Electronic health records (EHRs) are the backbone of modern clinical workflows, powering everything from documentation and billing to clinical decision support and patient engagement. Today, health systems are focused on getting more value from EHRs by improving interoperability, usability, security, and integration with new care models like telehealth and remote monitoring.
Why interoperability matters
Interoperability is the ability of different systems to exchange and use health information.
Standards such as HL7 FHIR and SMART on FHIR have created practical ways for EHRs, apps, and health information exchanges (HIEs) to share data. Better interoperability reduces duplicate tests, speeds up care coordination, and supports population health initiatives.
To avoid vendor lock-in and improve portability, prioritize EHRs with robust API support and open standards compliance.
Usability and clinician workflow
Poor usability leads to clinician frustration and administrative burden.
Addressing this requires clinician-centered design: involve end users when building templates and order sets, minimize unnecessary clicks, and surface relevant data at the point of care. Continuous training, role-based interfaces, and workspace customization reduce cognitive load and improve documentation quality. Monitor metrics like time per chart, after-hours EHR use, and alert overrides to pinpoint usability issues.
Patient engagement and portals
Patient portals are central to engagement—providing secure messaging, appointment scheduling, medication lists, and access to lab results. Enabling proxy access for caregivers, offering mobile-friendly experiences, and integrating wearable or patient-generated health data helps patients participate in their care.
Clear communications and short how-to guides increase portal adoption and reduce support calls.
Security and privacy best practices
EHRs hold highly sensitive information, so data security must be layered and proactive.
Essential measures include encryption at rest and in transit, multi-factor authentication, role-based access control, continuous audit logging, and regular vulnerability assessments. Adopt a zero-trust approach where appropriate and maintain robust backup and disaster-recovery plans. Compliance with regulatory frameworks such as HIPAA remains a baseline; privacy-preserving features like consent management and data minimization add further protection.

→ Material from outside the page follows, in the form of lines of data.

//! Recording fakes for the orchestrator's collaborators.
//!
//! Every fake shares its log through `Rc<RefCell<..>>`, so a test keeps one
//! handle while the orchestrator owns the boxed other half.

use crate::cli::parameters::EngineParameters;
use crate::cli::{CommandParser, ParseFailure};
use crate::commands::{Command, CommandContext};
use crate::engine::Engine;
use crate::environment::{EnvironmentOptions, ToolEnvironment};
use crate::error::{Result, ToolError};
use crate::events::{EventSender, ToolEvent};
use crate::license::{LicenseRequest, LicenseSystem};
use crate::subsystems::{BuildSystem, FileSystem, ResourceCache};
use crate::telemetry::LogLevel;
use std::cell::RefCell;
use std::collections::BTreeSet;
use std::io::{self, Write};
use std::path::{Path, PathBuf};
use std::rc::Rc;
use std::sync::{Arc, Mutex};
use tempfile::TempDir;

pub(crate) fn args(list: &[&str]) -> Vec<String> {
    list.iter().map(|s| s.to_string()).collect()
}

/// Tool environment rooted in a fresh temporary data dir.
pub(crate) fn test_environment() -> (TempDir, ToolEnvironment) {
    let temp = TempDir::new().unwrap();
    let env = ToolEnvironment::initialize(&EnvironmentOptions::with_data_dir(temp.path())).unwrap();
    (temp, env)
}

// ---------------------------------------------------------------------------
// Output
// ---------------------------------------------------------------------------

#[derive(Clone, Default)]
pub(crate) struct SharedOutput(Rc<RefCell<Vec<u8>>>);

impl SharedOutput {
    pub(crate) fn text(&self) -> String {
        String::from_utf8_lossy(&self.0.borrow()).into_owned()
    }
}

impl Write for SharedOutput {
    fn write(&mut self, buf: &[u8]) -> io::Result<usize> {
        self.0.borrow_mut().extend_from_slice(buf);
        Ok(buf.len())
    }

    fn flush(&mut self) -> io::Result<()> {
        Ok(())
    }
}

/// Log sink for a scoped subscriber, formatted the way stderr would see it.
#[derive(Clone, Default)]
pub(crate) struct CapturedLog(Arc<Mutex<Vec<u8>>>);

impl CapturedLog {
    pub(crate) fn subscriber(
        &self,
        level: LogLevel,
    ) -> impl tracing::Subscriber + Send + Sync + use<> {
        let sink = self.clone();
        tracing_subscriber::fmt()
            .with_max_level(level.level_filter())
            .with_ansi(false)
            .with_writer(move || sink.clone())
            .finish()
    }

    pub(crate) fn text(&self) -> String {
        String::from_utf8_lossy(&self.0.lock().unwrap()).into_owned()
    }
}

impl Write for CapturedLog {
    fn write(&mut self, buf: &[u8]) -> io::Result<usize> {
        self.0.lock().unwrap().extend_from_slice(buf);
        Ok(buf.len())
    }

    fn flush(&mut self) -> io::Result<()> {
        Ok(())
    }
}

// ---------------------------------------------------------------------------
// Engine
// ---------------------------------------------------------------------------

#[derive(Debug, Default)]
pub(crate) struct EngineLog {
    pub initialized_with: Option<EngineParameters>,
    pub exit_calls: usize,
}

#[derive(Clone, Default)]
pub(crate) struct RecordingEngine {
    pub log: Rc<RefCell<EngineLog>>,
    pub fail_initialize: Option<String>,
}

impl Engine for RecordingEngine {
    fn initialize(&mut self, parameters: &EngineParameters) -> Result<()> {
        if let Some(message) = &self.fail_initialize {
            return Err(ToolError::Startup(message.clone()));
        }
        self.log.borrow_mut().initialized_with = Some(parameters.clone());
        Ok(())
    }

    fn exit(&mut self) {
        self.log.borrow_mut().exit_calls += 1;
    }

    fn is_exiting(&self) -> bool {
        self.log.borrow().exit_calls > 0
    }
}

// ---------------------------------------------------------------------------
// File system, resource cache, build system
// ---------------------------------------------------------------------------

#[derive(Debug, Default)]
pub(crate) struct FsLog {
    pub dirs: BTreeSet<PathBuf>,
    pub ops: Vec<String>,
}

/// In-memory file system. With `refuse_create` set, `create_dir` reports
/// success but creates nothing.
#[derive(Clone, Default)]
pub(crate) struct RecordingFileSystem {
    pub log: Rc<RefCell<FsLog>>,
    pub refuse_create: bool,
}

impl RecordingFileSystem {
    pub(crate) fn with_dir(self, path: &Path) -> Self {
        self.log.borrow_mut().dirs.insert(path.to_path_buf());
        self
    }

    pub(crate) fn ops(&self) -> Vec<String> {
        self.log.borrow().ops.clone()
    }

    pub(crate) fn has_dir(&self, path: &Path) -> bool {
        self.log.borrow().dirs.contains(path)
    }
}

impl FileSystem for RecordingFileSystem {
    fn dir_exists(&self, path: &Path) -> bool {
        let mut log = self.log.borrow_mut();
        log.ops.push(format!("exists {}", path.display()));
        log.dirs.contains(path)
    }

    fn create_dir(&self, path: &Path) -> io::Result<()> {
        let mut log = self.log.borrow_mut();
        log.ops.push(format!("create {}", path.display()));
        if !self.refuse_create {
            log.dirs.insert(path.to_path_buf());
        }
        Ok(())
    }
}

#[derive(Clone, Default)]
pub(crate) struct RecordingResourceCache(pub Rc<RefCell<Vec<PathBuf>>>);

impl ResourceCache for RecordingResourceCache {
    fn add_resource_dir(&mut self, path: &Path) {
        self.0.borrow_mut().push(path.to_path_buf());
    }

    fn resource_dirs(&self) -> Vec<PathBuf> {
        self.0.borrow().clone()
    }
}

#[derive(Clone, Default)]
pub(crate) struct RecordingBuildSystem(pub Rc<RefCell<Option<PathBuf>>>);

impl BuildSystem for RecordingBuildSystem {
    fn set_build_path(&mut self, path: &Path) {
        *self.0.borrow_mut() = Some(path.to_path_buf());
    }

    fn build_path(&self) -> Option<PathBuf> {
        self.0.borrow().clone()
    }
}

// ---------------------------------------------------------------------------
// License system
// ---------------------------------------------------------------------------

/// License fake that records calls and answers with preset events.
#[derive(Clone, Default)]
pub(crate) struct ScriptedLicense {
    pub calls: Rc<RefCell<Vec<String>>>,
    pub on_initialize: Vec<ToolEvent>,
    pub on_activate: Vec<ToolEvent>,
    pub on_deactivate: Vec<ToolEvent>,
}

impl ScriptedLicense {
    pub(crate) fn validating(events: &[ToolEvent]) -> Self {
        Self {
            on_initialize: events.to_vec(),
            ..Self::default()
        }
    }

    pub(crate) fn calls(&self) -> Vec<String> {
        self.calls.borrow().clone()
    }
}

impl LicenseSystem for ScriptedLicense {
    fn initialize(&mut self, _env: &ToolEnvironment, events: &EventSender) {
        self.calls.borrow_mut().push("initialize".to_string());
        for event in &self.on_initialize {
            events.post(event.clone());
        }
    }

    fn license_agreement_confirmed(&mut self) {
        self.calls.borrow_mut().push("agreement_confirmed".to_string());
    }

    fn request_activation(&mut self, _env: &ToolEnvironment, key: &str, events: &EventSender) {
        self.calls.borrow_mut().push(format!("activate {}", key));
        for event in &self.on_activate {
            events.post(event.clone());
        }
    }

    fn request_deactivation(&mut self, _env: &ToolEnvironment, events: &EventSender) {
        self.calls.borrow_mut().push("deactivate".to_string());
        for event in &self.on_deactivate {
            events.post(event.clone());
        }
    }
}

// ---------------------------------------------------------------------------
// Commands and parser
// ---------------------------------------------------------------------------

#[derive(Debug, Default)]
pub(crate) struct CommandLog {
    pub loads: usize,
    pub runs: usize,
    /// Resource dirs and build path seen at run time.
    pub seen_resources: Vec<PathBuf>,
    pub seen_build_path: Option<PathBuf>,
}

/// Command whose capabilities and run behavior are set by the test.
#[derive(Clone, Default)]
pub(crate) struct ScriptedCommand {
    pub log: Rc<RefCell<CommandLog>>,
    pub requires_project: bool,
    pub requires_license: bool,
    pub project_path: Option<PathBuf>,
    pub load_fails: bool,
    pub license_request: Option<LicenseRequest>,
    /// Events posted from `run`.
    pub on_run: Vec<ToolEvent>,
    /// Synchronous error returned from `run`.
    pub run_error: Option<String>,
}

impl ScriptedCommand {
    pub(crate) fn finishing() -> Self {
        Self {
            on_run: vec![ToolEvent::CommandFinished],
            ..Self::default()
        }
    }

    pub(crate) fn with_project(mut self, path: &Path) -> Self {
        self.requires_project = true;
        self.project_path = Some(path.to_path_buf());
        self
    }

    pub(crate) fn licensed(mut self) -> Self {
        self.requires_license = true;
        self
    }

    pub(crate) fn runs(&self) -> usize {
        self.log.borrow().runs
    }
}

impl Command for ScriptedCommand {
    fn name(&self) -> &str {
        "scripted"
    }

    fn requires_project_load(&self) -> bool {
        self.requires_project
    }

    fn requires_license_validation(&self) -> bool {
        self.requires_license
    }

    fn load_project(&mut self) -> Result<()> {
        self.log.borrow_mut().loads += 1;
        if self.load_fails {
            Err(ToolError::Environment("project file missing".to_string()))
        } else {
            Ok(())
        }
    }

    fn project_path(&self) -> Option<&Path> {
        self.project_path.as_deref()
    }

    fn license_request(&self) -> Option<LicenseRequest> {
        self.license_request.clone()
    }

    fn run(&mut self, ctx: &mut CommandContext<'_>) -> Result<()> {
        {
            let mut log = self.log.borrow_mut();
            log.runs += 1;
            log.seen_resources = ctx.resource_cache.resource_dirs();
            log.seen_build_path = ctx.build_system.build_path();
        }
        for event in &self.on_run {
            ctx.events.post(event.clone());
        }
        match &self.run_error {
            Some(message) => Err(ToolError::Command(message.clone())),
            None => Ok(()),
        }
    }
}

/// Parser that hands out one prepared command, or fails with a message.
#[derive(Default)]
pub(crate) struct ScriptedParser {
    pub command: RefCell<Option<Box<dyn Command>>>,
    pub failure: Option<String>,
    pub seen: Rc<RefCell<Vec<String>>>,
}

impl ScriptedParser {
    pub(crate) fn selecting(command: impl Command + 'static) -> Self {
        Self {
            command: RefCell::new(Some(Box::new(command))),
            ..Self::default()
        }
    }

    pub(crate) fn failing(message: &str) -> Self {
        Self {
            failure: Some(message.to_string()),
            ..Self::default()
        }
    }
}

impl CommandParser for ScriptedParser {
    fn parse(&self, arguments: &[String]) -> std::result::Result<Box<dyn Command>, ParseFailure> {
        self.seen.borrow_mut().extend(arguments.iter().cloned());
        if let Some(message) = &self.failure {
            return Err(ParseFailure::new(message.clone()));
        }
        self.command
            .borrow_mut()
            .take()
            .ok_or_else(ParseFailure::default)
    }
}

Clinical decision support, without alert fatigue
Clinical decision support (CDS) can improve safety and outcomes through drug-interaction checks, order sets, and predictive risk scores. To avoid alert fatigue, prioritize high-value alerts, allow customization by specialty, and analyze override patterns.
Integrating CDS with natural workflow triggers—for example, suggesting order sets during specific diagnosis entry—improves acceptance and effectiveness.

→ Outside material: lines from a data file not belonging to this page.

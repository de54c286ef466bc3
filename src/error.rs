//! Error types for atomic-cli.
//!
//! Every failure of an invocation is fatal, so each variant carries the exact
//! user-facing message that the exit controller surfaces. License failures
//! never become errors; the license gate turns them into exit requests.

use thiserror::Error;

/// Main error type for atomic-cli operations.
///
/// Variants follow the failure classes of the orchestrator. The display text is
/// the message printed on exit, without any prefix.
#[derive(Error, Debug, Clone, PartialEq, Eq)]
pub enum ToolError {
    /// No command could be selected from the arguments.
    #[error("{0}")]
    Parse(String),

    /// Project load or build directory preparation failed.
    #[error("{0}")]
    Environment(String),

    /// The running command reported an error.
    #[error("{0}")]
    Command(String),

    /// Tool environment or host startup failed.
    #[error("{0}")]
    Startup(String),

    /// The tool configuration file could not be read or is invalid.
    #[error("{0}")]
    Config(String),
}

impl ToolError {
    /// The user-facing message carried by this error.
    pub fn message(&self) -> &str {
        match self {
            ToolError::Parse(m)
            | ToolError::Environment(m)
            | ToolError::Command(m)
            | ToolError::Startup(m)
            | ToolError::Config(m) => m,
        }
    }
}

/// Result type alias for atomic-cli operations.
pub type Result<T> = std::result::Result<T, ToolError>;

#[cfg(test)]
mod tests {
    use super::*;

    #[test]
    fn every_error_class_carries_its_message() {
        let errors = [
            ToolError::Parse("no command".to_string()),
            ToolError::Environment("no project".to_string()),
            ToolError::Command("boom".to_string()),
            ToolError::Startup("no env".to_string()),
            ToolError::Config("bad yaml".to_string()),
        ];
        for err in errors {
            assert_eq!(err.message(), err.to_string());
            assert!(!err.message().is_empty());
        }
    }

    #[test]
    fn display_is_the_bare_message() {
        let err = ToolError::Environment("Failed to create build folder: /p/Build".to_string());
        assert_eq!(err.to_string(), "Failed to create build folder: /p/Build");
        assert_eq!(err.message(), "Failed to create build folder: /p/Build");
    }
}
//! Atomic file writes.
//!
//! Every write goes to `.{filename}.tmp` in the target directory, is synced to
//! disk, then renamed over the target. Source and destination share a
//! directory, so the rename stays on one filesystem.
//!
//! On crash a stale `.{filename}.tmp` may remain; the next write overwrites it.

use std::fs::{self, File};
use std::io::{self, Write};
use std::path::{Path, PathBuf};

/// Atomically write bytes to a file, creating parent directories as needed.
///
/// Errors carry the offending path in their message so callers can surface
/// them without extra context.
///
/// ```no_run
/// use atomic_cli::fs::atomic_write;
/// use std::path::Path;
///
/// atomic_write(Path::new("Build/build.json"), b"{}")?;
/// # Ok::<(), std::io::Error>(())
/// ```
pub fn atomic_write<P: AsRef<Path>>(path: P, content: &[u8]) -> io::Result<()> {
    let path = path.as_ref();

    if let Some(parent) = path.parent()
        && !parent.as_os_str().is_empty()
        && !parent.exists()
    {
        fs::create_dir_all(parent).map_err(|e| {
            with_context(e, format!("failed to create directory '{}'", parent.display()))
        })?;
    }

    let temp_path = generate_temp_path(path)?;
    write_and_sync(&temp_path, content)?;
    atomic_replace(&temp_path, path)
}

/// Convenience wrapper around [`atomic_write`] for string content.
pub fn atomic_write_file<P: AsRef<Path>>(path: P, content: &str) -> io::Result<()> {
    atomic_write(path, content.as_bytes())
}

fn generate_temp_path(target: &Path) -> io::Result<PathBuf> {
    let parent = target.parent().unwrap_or(Path::new("."));
    let filename = target.file_name().and_then(|n| n.to_str()).ok_or_else(|| {
        io::Error::new(
            io::ErrorKind::InvalidInput,
            format!("invalid file path '{}'", target.display()),
        )
    })?;

    Ok(parent.join(format!(".{}.tmp", filename)))
}

fn write_and_sync(path: &Path, content: &[u8]) -> io::Result<()> {
    let mut file = File::create(path).map_err(|e| {
        with_context(
            e,
            format!("failed to create temporary file '{}'", path.display()),
        )
    })?;

    let written = file.write_all(content).and_then(|()| file.sync_all());
    if let Err(e) = written {
        let _ = fs::remove_file(path);
        return Err(with_context(
            e,
            format!("failed to write temporary file '{}'", path.display()),
        ));
    }

    Ok(())
}

fn atomic_replace(source: &Path, target: &Path) -> io::Result<()> {
    // rename() replaces an existing target on POSIX and on Windows (MoveFileEx
    // with MOVEFILE_REPLACE_EXISTING under the hood).
    fs::rename(source, target).map_err(|e| {
        let _ = fs::remove_file(source);
        with_context(
            e,
            format!("failed to atomically replace '{}'", target.display()),
        )
    })?;

    #[cfg(unix)]
    if let Some(parent) = target.parent()
        && let Ok(dir) = File::open(parent)
    {
        let _ = dir.sync_all();
    }

    Ok(())
}

fn with_context(error: io::Error, context: String) -> io::Error {
    io::Error::new(error.kind(), format!("{}: {}", context, error))
}
//! Event dispatch for atomic-cli.
//!
//! Every completion signal in the tool (command finished, license validated,
//! activation failed, ...) is a [`ToolEvent`] value posted to a single
//! [`EventQueue`]. The orchestrator is the only consumer: it pulls one event at
//! a time and feeds it to its state machine, so handler ordering is decided by
//! the queue and never by subscription order.
//!
//! Producers hold an [`EventSender`]. Senders are cheap to clone and may be
//! moved to worker threads; the queue itself is drained on the orchestrator's
//! thread only. Once the queue is closed and every sender is gone,
//! [`EventQueue::next`] returns `None` instead of waiting forever.
//!
//! ```
//! use atomic_cli::events::{EventQueue, ToolEvent};
//!
//! let queue = EventQueue::new();
//! queue.sender().post(ToolEvent::CommandFinished);
//! assert_eq!(queue.next(), Some(ToolEvent::CommandFinished));
//! ```

use serde::Serialize;
use std::sync::mpsc::{self, Receiver, Sender, TryRecvError};

/// Events that drive the orchestrator.
#[derive(Debug, Clone, PartialEq, Eq, Serialize)]
#[serde(tag = "event", rename_all = "snake_case")]
pub enum ToolEvent {
    /// The running command completed.
    CommandFinished,
    /// The running command failed.
    CommandError {
        /// Failure text; may be empty.
        message: String,
    },
    /// License validation succeeded.
    LicenseSuccess,
    /// License validation failed.
    LicenseError,
    /// The EULA has not been accepted yet.
    LicenseEulaRequired,
    /// No valid activation is stored.
    LicenseActivationRequired,
    /// Activation request succeeded.
    LicenseActivationSuccess,
    /// Activation request failed.
    LicenseActivationError {
        /// Failure text; may be empty.
        message: String,
    },
    /// Deactivation request succeeded.
    LicenseDeactivationSuccess,
    /// Deactivation request failed.
    LicenseDeactivationError {
        /// Failure text; may be empty.
        message: String,
    },
}

impl ToolEvent {
    /// Stable event name, used in logs.
    pub fn name(&self) -> &'static str {
        match self {
            ToolEvent::CommandFinished => "command_finished",
            ToolEvent::CommandError { .. } => "command_error",
            ToolEvent::LicenseSuccess => "license_success",
            ToolEvent::LicenseError => "license_error",
            ToolEvent::LicenseEulaRequired => "license_eula_required",
            ToolEvent::LicenseActivationRequired => "license_activation_required",
            ToolEvent::LicenseActivationSuccess => "license_activation_success",
            ToolEvent::LicenseActivationError { .. } => "license_activation_error",
            ToolEvent::LicenseDeactivationSuccess => "license_deactivation_success",
            ToolEvent::LicenseDeactivationError { .. } => "license_deactivation_error",
        }
    }

    /// Shorthand for a [`ToolEvent::CommandError`].
    pub fn command_error(message: impl Into<String>) -> Self {
        ToolEvent::CommandError {
            message: message.into(),
        }
    }
}

impl std::fmt::Display for ToolEvent {
    fn fmt(&self, f: &mut std::fmt::Formatter<'_>) -> std::fmt::Result {
        write!(f, "{}", self.name())
    }
}

/// Producer handle for the event queue.
#[derive(Debug, Clone)]
pub struct EventSender {
    inner: Sender<ToolEvent>,
}

impl EventSender {
    /// Post an event to the orchestrator.
    ///
    /// Events posted after the orchestrator has shut down are dropped.
    pub fn post(&self, event: ToolEvent) {
        let name = event.name();
        if self.inner.send(event).is_err() {
            tracing::debug!(event = name, "event queue closed, dropping event");
        } else {
            tracing::trace!(event = name, "event posted");
        }
    }
}

/// Single-consumer queue drained by the orchestrator.
#[derive(Debug)]
pub struct EventQueue {
    sender: Option<Sender<ToolEvent>>,
    receiver: Receiver<ToolEvent>,
}

impl EventQueue {
    /// Create an empty queue.
    pub fn new() -> Self {
        let (sender, receiver) = mpsc::channel();
        Self {
            sender: Some(sender),
            receiver,
        }
    }

    /// Hand out a producer handle.
    ///
    /// After [`EventQueue::close`] the handle is detached and its events are
    /// dropped.
    pub fn sender(&self) -> EventSender {
        let inner = match &self.sender {
            Some(sender) => sender.clone(),
            None => mpsc::channel().0,
        };
        EventSender { inner }
    }

    /// Stop handing out producers and release the queue's own sender.
    pub fn close(&mut self) {
        if self.sender.take().is_some() {
            tracing::trace!("event queue closed to new producers");
        }
    }

    /// Wait for the next event.
    ///
    /// Blocks until a producer posts. Returns `None` once the queue is closed,
    /// every outstanding sender has been dropped and nothing is left to read.
    pub fn next(&self) -> Option<ToolEvent> {
        self.receiver.recv().ok()
    }

    /// Take every event that is already queued without waiting.
    pub fn drain(&self) -> Vec<ToolEvent> {
        let mut events = Vec::new();
        loop {
            match self.receiver.try_recv() {
                Ok(event) => events.push(event),
                Err(TryRecvError::Empty) | Err(TryRecvError::Disconnected) => break,
            }
        }
        events
    }
}

impl Default for EventQueue {
    fn default() -> Self {
        Self::new()
    }
}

Challenges and practical steps
Many organizations still face fragmented data, duplicate patient records, and inconsistent documentation.

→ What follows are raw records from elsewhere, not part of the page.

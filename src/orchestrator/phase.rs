//! Orchestrator phases and the event transition function.
//!
//! ```text
//! Setup -> Start -> Licensing(gate) -> Running -> Stopped
//!              \________________________/          ^
//!               \_________________________________/
//! ```
//!
//! Only `Licensing` and `Running` react to events. Every terminal decision
//! moves the phase to `Stopped`, which ignores everything.

use crate::events::ToolEvent;
use crate::exit::ExitRequest;
use crate::license::{GateStep, LicenseGate};

/// Used when a command error carries no message.
pub const COMMAND_ERROR_MESSAGE: &str = "Command Error";

#[derive(Debug, Clone, PartialEq, Eq)]
pub enum Phase {
    /// Environment, arguments and engine are being set up.
    Setup,
    /// Choosing between license request, license validation and a direct run.
    Start,
    /// Waiting on the license subsystem.
    Licensing(LicenseGate),
    /// The command has been started and owns the next terminal event.
    Running,
    /// The outcome is decided.
    Stopped,
}

impl Phase {
    pub fn name(&self) -> &'static str {
        match self {
            Phase::Setup => "setup",
            Phase::Start => "start",
            Phase::Licensing(_) => "licensing",
            Phase::Running => "running",
            Phase::Stopped => "stopped",
        }
    }
}

/// Side effect requested by a transition.
#[derive(Debug, Clone, PartialEq, Eq)]
pub enum Action {
    /// Invoke the command's run behavior.
    RunCommand,
    /// Hand the outcome to the exit controller.
    Exit(ExitRequest),
}

#[derive(Debug, Clone, PartialEq, Eq)]
pub struct Transition {
    pub next: Phase,
    pub action: Option<Action>,
}

impl Transition {
    fn stay(phase: Phase) -> Self {
        Self {
            next: phase,
            action: None,
        }
    }

    fn exit(request: ExitRequest) -> Self {
        Self {
            next: Phase::Stopped,
            action: Some(Action::Exit(request)),
        }
    }
}

/// Feed one event to the current phase.
pub fn transition(phase: Phase, event: &ToolEvent) -> Transition {
    match phase {
        Phase::Licensing(mut gate) => match gate.handle(event) {
            GateStep::RunCommand => Transition {
                next: Phase::Running,
                action: Some(Action::RunCommand),
            },
            GateStep::Exit(request) => Transition::exit(request),
            GateStep::Wait | GateStep::Ignored => Transition::stay(Phase::Licensing(gate)),
        },
        Phase::Running => match event {
            ToolEvent::CommandFinished => Transition::exit(ExitRequest::success()),
            ToolEvent::CommandError { message } => {
                let message = if message.is_empty() {
                    COMMAND_ERROR_MESSAGE
                } else {
                    message.as_str()
                };
                Transition::exit(ExitRequest::failure(message))
            }
            other => {
                tracing::debug!(event = other.name(), "ignoring event while running");
                Transition::stay(Phase::Running)
            }
        },
        phase => {
            tracing::debug!(phase = phase.name(), event = event.name(), "ignoring event");
            Transition::stay(phase)
        }
    }
}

Practical steps to address these challenges include:
– Establish a master patient index and robust identity matching processes
– Clean and standardize data through controlled vocabularies and mapping
– Create governance bodies including clinicians, IT, and privacy officers

– Use phased rollouts and pilot programs for major changes
– Track outcomes with measurable KPIs: patient satisfaction, readmission rates, data exchange volume
Integrating telehealth and remote monitoring
Seamless telehealth support within the EHR—appointment scheduling, embedded video links, documentation templates, and e-prescribing—improves continuity of care.
Integrating remote monitoring and wearable data enables proactive management of chronic conditions, provided there are clear workflows to triage and act on incoming data.
Looking ahead
EHRs are evolving from documentation systems to platforms that enable connected, patient-centered care. By focusing on interoperability, clinician usability, data security, and meaningful patient engagement, organizations can maximize the value of their EHR investments and deliver safer, more efficient care.